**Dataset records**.
--*--

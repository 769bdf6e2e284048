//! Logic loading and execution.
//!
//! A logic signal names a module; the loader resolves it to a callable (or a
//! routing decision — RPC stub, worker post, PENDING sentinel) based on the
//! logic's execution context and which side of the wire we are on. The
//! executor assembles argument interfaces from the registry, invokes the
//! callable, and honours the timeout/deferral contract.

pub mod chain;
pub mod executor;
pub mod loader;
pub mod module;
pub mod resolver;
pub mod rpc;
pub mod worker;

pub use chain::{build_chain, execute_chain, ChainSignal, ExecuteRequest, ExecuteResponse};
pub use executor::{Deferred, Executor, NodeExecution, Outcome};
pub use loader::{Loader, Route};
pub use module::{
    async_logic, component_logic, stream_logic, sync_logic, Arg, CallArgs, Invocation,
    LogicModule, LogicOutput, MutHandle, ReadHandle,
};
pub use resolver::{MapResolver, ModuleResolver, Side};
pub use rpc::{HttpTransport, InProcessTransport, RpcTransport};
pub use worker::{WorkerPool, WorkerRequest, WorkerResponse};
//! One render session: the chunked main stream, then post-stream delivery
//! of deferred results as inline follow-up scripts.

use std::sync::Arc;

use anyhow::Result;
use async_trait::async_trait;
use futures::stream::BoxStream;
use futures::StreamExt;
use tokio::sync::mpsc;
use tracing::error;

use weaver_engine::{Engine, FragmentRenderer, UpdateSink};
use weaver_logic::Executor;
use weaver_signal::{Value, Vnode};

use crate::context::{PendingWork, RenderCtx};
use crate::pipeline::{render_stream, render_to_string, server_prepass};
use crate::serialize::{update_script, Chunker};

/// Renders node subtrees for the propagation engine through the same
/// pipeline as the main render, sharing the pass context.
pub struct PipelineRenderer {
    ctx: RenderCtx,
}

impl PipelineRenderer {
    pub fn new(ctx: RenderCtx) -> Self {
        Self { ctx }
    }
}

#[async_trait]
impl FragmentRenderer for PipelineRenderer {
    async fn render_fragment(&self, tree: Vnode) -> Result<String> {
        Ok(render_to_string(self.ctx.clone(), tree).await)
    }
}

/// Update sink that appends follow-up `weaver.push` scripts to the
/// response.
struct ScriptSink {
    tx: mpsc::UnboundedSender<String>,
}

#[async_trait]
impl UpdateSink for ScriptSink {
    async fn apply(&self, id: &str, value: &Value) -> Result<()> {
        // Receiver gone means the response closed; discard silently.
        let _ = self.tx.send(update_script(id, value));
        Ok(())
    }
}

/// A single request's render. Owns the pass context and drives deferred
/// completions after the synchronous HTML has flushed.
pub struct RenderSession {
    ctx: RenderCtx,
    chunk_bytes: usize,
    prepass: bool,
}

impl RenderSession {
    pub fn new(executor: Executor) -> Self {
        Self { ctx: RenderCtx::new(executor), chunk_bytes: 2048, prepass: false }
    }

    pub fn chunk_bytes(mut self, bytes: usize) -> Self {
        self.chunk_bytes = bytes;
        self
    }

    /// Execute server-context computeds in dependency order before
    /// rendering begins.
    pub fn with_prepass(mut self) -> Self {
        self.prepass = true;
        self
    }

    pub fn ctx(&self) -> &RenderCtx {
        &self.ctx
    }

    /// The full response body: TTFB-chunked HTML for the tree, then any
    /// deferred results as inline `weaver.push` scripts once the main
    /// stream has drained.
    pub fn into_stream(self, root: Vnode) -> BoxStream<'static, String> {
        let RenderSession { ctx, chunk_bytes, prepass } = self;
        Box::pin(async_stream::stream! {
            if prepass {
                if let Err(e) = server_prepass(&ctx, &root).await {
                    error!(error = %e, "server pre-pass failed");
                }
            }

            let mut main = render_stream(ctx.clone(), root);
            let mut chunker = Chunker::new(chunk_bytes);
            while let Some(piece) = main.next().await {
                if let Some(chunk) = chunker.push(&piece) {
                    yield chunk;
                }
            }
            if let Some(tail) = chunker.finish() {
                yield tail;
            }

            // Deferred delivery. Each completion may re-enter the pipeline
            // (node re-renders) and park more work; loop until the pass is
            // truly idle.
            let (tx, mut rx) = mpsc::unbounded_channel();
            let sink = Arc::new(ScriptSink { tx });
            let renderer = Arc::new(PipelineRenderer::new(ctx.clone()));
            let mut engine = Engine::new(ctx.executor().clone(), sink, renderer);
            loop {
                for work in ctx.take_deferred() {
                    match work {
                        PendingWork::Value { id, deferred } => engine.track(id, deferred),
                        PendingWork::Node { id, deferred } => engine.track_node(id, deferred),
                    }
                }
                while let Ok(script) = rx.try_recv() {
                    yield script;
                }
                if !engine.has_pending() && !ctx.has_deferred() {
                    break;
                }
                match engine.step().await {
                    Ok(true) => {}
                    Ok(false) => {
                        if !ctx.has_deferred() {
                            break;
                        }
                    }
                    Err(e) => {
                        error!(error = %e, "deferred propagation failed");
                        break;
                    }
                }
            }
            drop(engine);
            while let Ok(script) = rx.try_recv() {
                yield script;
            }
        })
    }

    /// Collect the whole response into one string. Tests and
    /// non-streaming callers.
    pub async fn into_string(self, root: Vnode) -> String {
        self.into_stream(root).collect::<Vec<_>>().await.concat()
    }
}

--*--

**YOUR INSTRUCTIONS**. Output the first line of the entries above and every line after it, exactly as written, ending with the line that contains "use std::sync::Arc;".

**RESULT BELOW**.
repository 769bdf6e2e284048
//! Logic loading and execution.
//!
//! A logic signal names a module; the loader resolves it to a callable (or a
//! routing decision — RPC stub, worker post, PENDING sentinel) based on the
//! logic's execution context and which side of the wire we are on. The
//! executor assembles argument interfaces from the registry, invokes the
//! callable, and honours the timeout/deferral contract.

pub mod chain;
pub mod executor;
pub mod loader;
pub mod module;
pub mod resolver;
pub mod rpc;
pub mod worker;

pub use chain::{build_chain, execute_chain, ChainSignal, ExecuteRequest, ExecuteResponse};
pub use executor::{Deferred, Executor, NodeExecution, Outcome};
pub use loader::{Loader, Route};
pub use module::{
    async_logic, component_logic, stream_logic, sync_logic, Arg, CallArgs, Invocation,
    LogicModule, LogicOutput, MutHandle, ReadHandle,
};
pub use resolver::{MapResolver, ModuleResolver, Side};
pub use rpc::{HttpTransport, InProcessTransport, RpcTransport};
pub use worker::{WorkerPool, WorkerRequest, WorkerResponse};
//! One render session: the chunked main stream, then post-stream delivery
//! of deferred results as inline follow-up scripts.

use std::sync::Arc;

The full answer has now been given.